Copy out the lines of the material that include the string "SearchConfirmed".

Recorded information:
Segment Open
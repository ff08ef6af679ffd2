//! Focus navigation state machine.
//!
//! Focus lives in exactly one region at a time. Vertical movement walks a
//! fixed ring:
//!
//! ```text
//! Table(bottom) -> CheckboxA -> CheckboxB -> SearchField -> Table(top)
//! ```
//!
//! and `Up` walks it in reverse. Inside the table, vertical movement moves
//! the row cursor until it runs off either end.

use crate::input::NavigationEvent;
use serde::{Deserialize, Serialize};

/// A focusable region of the monitor.
#[derive(Debug, Clone, Copy, PartialEq, Eq, Hash, Serialize, Deserialize)]
pub enum FocusRegion {
    /// Process table.
    Table,
    /// First filter toggle (hide system processes).
    CheckboxA,
    /// Second filter toggle (hide inaccessible processes).
    CheckboxB,
    /// Search text field.
    SearchField,
}

impl FocusRegion {
    /// All regions in ring order.
    pub fn all() -> &'static [Self] {
        &[Self::Table, Self::CheckboxA, Self::CheckboxB, Self::SearchField]
    }

    /// Next region in the ring.
    pub fn next(self) -> Self {
        match self {
            Self::Table => Self::CheckboxA,
            Self::CheckboxA => Self::CheckboxB,
            Self::CheckboxB => Self::SearchField,
            Self::SearchField => Self::Table,
        }
    }

    /// Previous region in the ring.
    pub fn prev(self) -> Self {
        match self {
            Self::Table => Self::SearchField,
            Self::CheckboxA => Self::Table,
            Self::CheckboxB => Self::CheckboxA,
            Self::SearchField => Self::CheckboxB,
        }
    }

    /// The filter toggle behind this region, if it is a checkbox.
    pub fn checkbox(self) -> Option<Checkbox> {
        match self {
            Self::CheckboxA => Some(Checkbox::HideSystem),
            Self::CheckboxB => Some(Checkbox::HideInaccessible),
            _ => None,
        }
    }
}

/// Filter toggles shown as checkboxes.
#[derive(Debug, Clone, Copy, PartialEq, Eq, Hash, Serialize, Deserialize)]
pub enum Checkbox {
    /// Hide system processes.
    HideSystem,
    /// Hide inaccessible processes.
    HideInaccessible,
}

impl Checkbox {
    /// Region hosting this checkbox.
    pub fn region(self) -> FocusRegion {
        match self {
            Self::HideSystem => FocusRegion::CheckboxA,
            Self::HideInaccessible => FocusRegion::CheckboxB,
        }
    }

    /// Display label.
    pub fn label(self) -> &'static str {
        match self {
            Self::HideSystem => "Hide system processes",
            Self::HideInaccessible => "Hide inaccessible processes",
        }
    }
}

/// Current focus: a region plus the table row cursor.
#[derive(Debug, Clone, Copy, PartialEq, Eq)]
pub struct FocusState {
    /// Focused region.
    pub region: FocusRegion,
    /// Row cursor, meaningful while the table has rows.
    pub row: usize,
}

/// What a navigation event did.
#[derive(Debug, Clone, Copy, PartialEq, Eq)]
pub enum FocusEffect {
    /// Nothing changed.
    None,
    /// Focus moved between regions.
    Moved {
        /// Region that lost focus.
        from: FocusRegion,
        /// Region that gained focus.
        to: FocusRegion,
    },
    /// The table row cursor moved.
    RowChanged(usize),
    /// Confirm on the table: open the context menu.
    OpenMenu,
    /// Confirm on a checkbox: flip it.
    Toggle(Checkbox),
    /// Confirm on the search field; text entry belongs to the input adapter.
    SearchConfirmed,
    /// Cancel: search text cleared and focus returned to the table.
    ClearSearch {
        /// Region that lost focus (may already be the table).
        from: FocusRegion,
    },
}

/// Owns [`FocusState`] and applies [`NavigationEvent`]s to it.
#[derive(Debug, Clone)]
pub struct FocusNavigator {
    state: FocusState,
    row_count: usize,
}

impl Default for FocusNavigator {
    fn default() -> Self {
        Self::new()
    }
}

impl FocusNavigator {
    /// Start focused on the first table row.
    #[must_use]
    pub fn new() -> Self {
        Self {
            state: FocusState {
                region: FocusRegion::Table,
                row: 0,
            },
            row_count: 0,
        }
    }

    /// Current state.
    pub fn state(&self) -> FocusState {
        self.state
    }

    /// Focused region.
    pub fn region(&self) -> FocusRegion {
        self.state.region
    }

    /// Table row cursor.
    pub fn row(&self) -> usize {
        self.state.row
    }

    /// Number of table rows the cursor may visit.
    pub fn row_count(&self) -> usize {
        self.row_count
    }

    /// Update the table size after a refresh, clamping the cursor.
    pub fn set_row_count(&mut self, count: usize) {
        self.row_count = count;
        self.state.row = self.state.row.min(count.saturating_sub(1));
    }

    /// Place the row cursor, clamped.
    pub fn set_row(&mut self, row: usize) -> FocusEffect {
        let row = row.min(self.row_count.saturating_sub(1));
        if row == self.state.row {
            FocusEffect::None
        } else {
            self.state.row = row;
            FocusEffect::RowChanged(row)
        }
    }

    /// Jump straight to a region.
    pub fn focus(&mut self, region: FocusRegion) -> FocusEffect {
        self.move_to(region)
    }

    /// Regions with their highlight flag; exactly one is `true`.
    pub fn highlights(&self) -> [(FocusRegion, bool); 4] {
        let current = self.state.region;
        [
            (FocusRegion::Table, current == FocusRegion::Table),
            (FocusRegion::CheckboxA, current == FocusRegion::CheckboxA),
            (FocusRegion::CheckboxB, current == FocusRegion::CheckboxB),
            (FocusRegion::SearchField, current == FocusRegion::SearchField),
        ]
    }

    /// Apply one navigation event.
    pub fn handle(&mut self, event: NavigationEvent) -> FocusEffect {
        let region = self.state.region;
        match (event, region) {
            (NavigationEvent::Down, FocusRegion::Table) => {
                if self.state.row + 1 < self.row_count {
                    self.state.row += 1;
                    FocusEffect::RowChanged(self.state.row)
                } else {
                    self.move_to(FocusRegion::CheckboxA)
                }
            }
            (NavigationEvent::Up, FocusRegion::Table) => {
                if self.state.row > 0 && self.row_count > 0 {
                    self.state.row -= 1;
                    FocusEffect::RowChanged(self.state.row)
                } else {
                    self.move_to(FocusRegion::SearchField)
                }
            }
            (NavigationEvent::Down, FocusRegion::SearchField) => {
                self.state.row = 0;
                self.move_to(FocusRegion::Table)
            }
            (NavigationEvent::Up, FocusRegion::CheckboxA) => {
                self.state.row = self.row_count.saturating_sub(1);
                self.move_to(FocusRegion::Table)
            }
            (NavigationEvent::Down, _) => self.move_to(region.next()),
            (NavigationEvent::Up, _) => self.move_to(region.prev()),

            (NavigationEvent::Right, FocusRegion::CheckboxA) => {
                self.move_to(FocusRegion::CheckboxB)
            }
            (NavigationEvent::Left, FocusRegion::CheckboxB) => {
                self.move_to(FocusRegion::CheckboxA)
            }
            (NavigationEvent::Left | NavigationEvent::Right, _) => FocusEffect::None,

            (NavigationEvent::Confirm, FocusRegion::Table) => FocusEffect::OpenMenu,
            (NavigationEvent::Confirm, FocusRegion::SearchField) => FocusEffect::SearchConfirmed,
            (NavigationEvent::Confirm, _) => region
                .checkbox()
                .map_or(FocusEffect::None, FocusEffect::Toggle),

            (NavigationEvent::Cancel, _) => {
                self.state.region = FocusRegion::Table;
                FocusEffect::ClearSearch { from: region }
            }
        }
    }

    fn move_to(&mut self, region: FocusRegion) -> FocusEffect {
        let from = self.state.region;
        if from == region {
            return FocusEffect::None;
        }
        self.state.region = region;
        FocusEffect::Moved { from, to: region }
    }
}

#[cfg(test)]
mod tests {
    use super::*;
    use proptest::prelude::*;

    fn nav_with_rows(rows: usize) -> FocusNavigator {
        let mut nav = FocusNavigator::new();
        nav.set_row_count(rows);
        nav
    }

    #[test]
    fn test_down_moves_cursor_inside_table() {
        let mut nav = nav_with_rows(3);
        assert_eq!(nav.handle(NavigationEvent::Down), FocusEffect::RowChanged(1));
        assert_eq!(nav.region(), FocusRegion::Table);
    }

    #[test]
    fn test_ring_closes_after_four_transitions() {
        let mut nav = nav_with_rows(3);
        nav.set_row(2);
        let mut regions = Vec::new();
        for _ in 0..4 {
            match nav.handle(NavigationEvent::Down) {
                FocusEffect::Moved { to, .. } => regions.push(to),
                other => panic!("expected region move, got {other:?}"),
            }
        }
        assert_eq!(
            regions,
            vec![
                FocusRegion::CheckboxA,
                FocusRegion::CheckboxB,
                FocusRegion::SearchField,
                FocusRegion::Table
            ]
        );
        assert_eq!(nav.row(), 0);
    }

    #[test]
    fn test_up_is_reverse_ring() {
        let mut nav = nav_with_rows(5);
        assert_eq!(
            nav.handle(NavigationEvent::Up),
            FocusEffect::Moved {
                from: FocusRegion::Table,
                to: FocusRegion::SearchField
            }
        );
        nav.handle(NavigationEvent::Up);
        assert_eq!(nav.region(), FocusRegion::CheckboxB);
        nav.handle(NavigationEvent::Up);
        assert_eq!(nav.region(), FocusRegion::CheckboxA);
        nav.handle(NavigationEvent::Up);
        assert_eq!(nav.region(), FocusRegion::Table);
        assert_eq!(nav.row(), 4);
    }

    #[test]
    fn test_empty_table_passes_through() {
        let mut nav = nav_with_rows(0);
        nav.handle(NavigationEvent::Down);
        assert_eq!(nav.region(), FocusRegion::CheckboxA);
        nav.handle(NavigationEvent::Up);
        assert_eq!(nav.region(), FocusRegion::Table);
        assert_eq!(nav.row(), 0);
    }

    #[test]
    fn test_left_right_only_between_checkboxes() {
        let mut nav = nav_with_rows(2);
        assert_eq!(nav.handle(NavigationEvent::Right), FocusEffect::None);
        nav.focus(FocusRegion::CheckboxA);
        nav.handle(NavigationEvent::Right);
        assert_eq!(nav.region(), FocusRegion::CheckboxB);
        assert_eq!(nav.handle(NavigationEvent::Right), FocusEffect::None);
        nav.handle(NavigationEvent::Left);
        assert_eq!(nav.region(), FocusRegion::CheckboxA);
        nav.focus(FocusRegion::SearchField);
        assert_eq!(nav.handle(NavigationEvent::Left), FocusEffect::None);
    }

    #[test]
    fn test_confirm_per_region() {
        let mut nav = nav_with_rows(1);
        assert_eq!(nav.handle(NavigationEvent::Confirm), FocusEffect::OpenMenu);
        nav.focus(FocusRegion::CheckboxA);
        assert_eq!(
            nav.handle(NavigationEvent::Confirm),
            FocusEffect::Toggle(Checkbox::HideSystem)
        );
        nav.focus(FocusRegion::CheckboxB);
        assert_eq!(
            nav.handle(NavigationEvent::Confirm),
            FocusEffect::Toggle(Checkbox::HideInaccessible)
        );
        nav.focus(FocusRegion::SearchField);
        assert_eq!(
            nav.handle(NavigationEvent::Confirm),
            FocusEffect::SearchConfirmed
        );
        assert_eq!(nav.region(), FocusRegion::SearchField);
    }

    #[test]
    fn test_cancel_returns_to_table() {
        let mut nav = nav_with_rows(4);
        nav.focus(FocusRegion::SearchField);
        assert_eq!(
            nav.handle(NavigationEvent::Cancel),
            FocusEffect::ClearSearch {
                from: FocusRegion::SearchField
            }
        );
        assert_eq!(nav.region(), FocusRegion::Table);
    }

    #[test]
    fn test_set_row_count_clamps_cursor() {
        let mut nav = nav_with_rows(10);
        nav.set_row(9);
        nav.set_row_count(4);
        assert_eq!(nav.row(), 3);
        nav.set_row_count(0);
        assert_eq!(nav.row(), 0);
    }

    #[test]
    fn test_checkbox_region_round_trip() {
        for cb in [Checkbox::HideSystem, Checkbox::HideInaccessible] {
            assert_eq!(cb.region().checkbox(), Some(cb));
        }
        assert_eq!(FocusRegion::Table.checkbox(), None);
    }

    fn arb_event() -> impl Strategy<Value = NavigationEvent> {
        prop::sample::select(vec![
            NavigationEvent::Up,
            NavigationEvent::Down,
            NavigationEvent::Left,
            NavigationEvent::Right,
            NavigationEvent::Confirm,
            NavigationEvent::Cancel,
        ])
    }

    proptest! {
        #[test]
        fn prop_exactly_one_highlight(rows in 0usize..20, events in proptest::collection::vec(arb_event(), 0..60)) {
            let mut nav = nav_with_rows(rows);
            for event in events {
                nav.handle(event);
                let lit = nav.highlights().iter().filter(|(_, on)| *on).count();
                prop_assert_eq!(lit, 1);
                prop_assert!(nav.row() <= rows.saturating_sub(1));
            }
        }

        #[test]
        fn prop_ring_next_prev_inverse(idx in 0usize..4) {
            let region = FocusRegion::all()[idx];
            prop_assert_eq!(region.next().prev(), region);
        }
    }
}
Segment Closed
Exercise output:
    SearchConfirmed,
            (NavigationEvent::Confirm, FocusRegion::SearchField) => FocusEffect::SearchConfirmed,
            FocusEffect::SearchConfirmed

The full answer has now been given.